При непереносимости ПСЖ внутрь следует рекомендовать прием ПЖ во время еды или уменьшение дозировки. В случае сохраняющейся непереносимости рекомендуется назначение препаратов железосодержащих комплексов. Если больные не переносят препараты (сохраняются диспептические явления или кишечные расстройства), то следует назначать ПЖ парентерально.

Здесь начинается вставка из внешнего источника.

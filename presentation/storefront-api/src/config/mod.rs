pub mod api_config;
pub mod app_config;
pub mod cors_config;
pub mod server_config;
pub mod storage_config;
pub mod storefront_config;
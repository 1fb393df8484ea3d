use async_trait::async_trait;

use crate::domain::errors::RepositoryError;

use super::model::CartLineItem;

/// Persistent copy of the cart, stored as one full snapshot.
#[async_trait]
pub trait CartRepository: Send + Sync {
    /// Stored line items in order; an absent cart loads as empty.
    async fn load(&self) -> Result<Vec<CartLineItem>, RepositoryError>;
    /// Overwrites the stored snapshot.
    async fn save(&self, items: &[CartLineItem]) -> Result<(), RepositoryError>;
}
use dotenvy::dotenv;
use tracing::info;

mod api;
mod config;
mod observers;
mod setup;

use config::app_config::AppConfig;
use setup::{dependency_injection::DependencyContainer, server::Server};

/// Storefront service entry point
///
/// - config/: environment-driven settings (server, CORS, catalog API, storage, language)
/// - setup/: dependency wiring and the HTTP server
/// - api/: route handlers and DTOs
/// - observers/: cart badge and toast notifications fed by cart changes
#[tokio::main]
async fn main() -> anyhow::Result<()> {
    // 1. Initialize tracing with RUST_LOG env filter
    let env_filter = tracing_subscriber::EnvFilter::try_from_default_env()
        .unwrap_or_else(|_| tracing_subscriber::EnvFilter::new("info"));
    tracing_subscriber::fmt().with_env_filter(env_filter).init();

    // 2. Load environment variables
    dotenv().ok();

    // 3. Load configuration
    let config = AppConfig::from_env();
    info!(
        "Catalog API at {} (media {}), cart stored in {}",
        config.api.base_url,
        config.api.media_url,
        config.storage.dir.display()
    );

    // 4. Wire dependencies
    let container = DependencyContainer::new(&config).await?;

    // 5. Run server
    Server::run(config, container).await?;

    Ok(())
}
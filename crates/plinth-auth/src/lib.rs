//! Plinth Auth — credential hashing (Argon2id) and one-time temporary
//! password generation for provisioned accounts.

pub mod config;
pub mod error;
pub mod password;

pub use config::AuthConfig;
pub use error::AuthError;
pub use password::{generate_temporary_password, hash_password, verify_password};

ЖДА у больных с невыявленной причиной. Особую категорию представляют пациенты, у которых не удается выявить причину ЖДА, что может быть обусловлено как объективными (атипичное течение заболевания, скрытые кровопотери и др.), так и субъективными (недостаточный уровень обследования больных) причинами. Эффект от лечения ПЖ данной категории пациентов бывает временным, недостаточным или вообще отсутствует; последнее при очевидной клинико-гематологической картине должно служить поводом для тщательного обследования больных, прежде всего мужчин и неменструирующих женщин (возможны опухоли толстого кишечника). С учетом этого в подобных ситуациях при исключении других возможных причин неэффективности ПЖ необходимо тщательное исследование кишечника (в ряде случаев — повторное).

Таким образом, столь распространенные в практике интерниста железодефицитные состояния характеризуются неспецифическими клиническими проявлениями и лабораторными признаками. Необходима ориентировка врача в отношении лабораторных признаков ЖДА, а также основных причин развития данного синдрома. Наряду с устранением причины обязательна патогенетическая терапия ПЖ (ПСЖ и ПЖК), которые должны назначаться преимущественно внутрь. Тактика лечения ПЖ предусматривает выбор пути введения ПЖ с учетом клинической ситуации, оптимального ПЖ с достаточным содержанием в нем железа и дополнительных веществ, оценку эффективности и переносимости препарата, длительность насыщающей и обоснованность поддерживающей терапии. Свое­временная верификация синдрома ЖДА и адекватная патогенетическая терапия ПЖ позволяют корригировать анемический синдром, осуществлять и обеспечивать достаточный уровень качества жизни данной категории пациентов.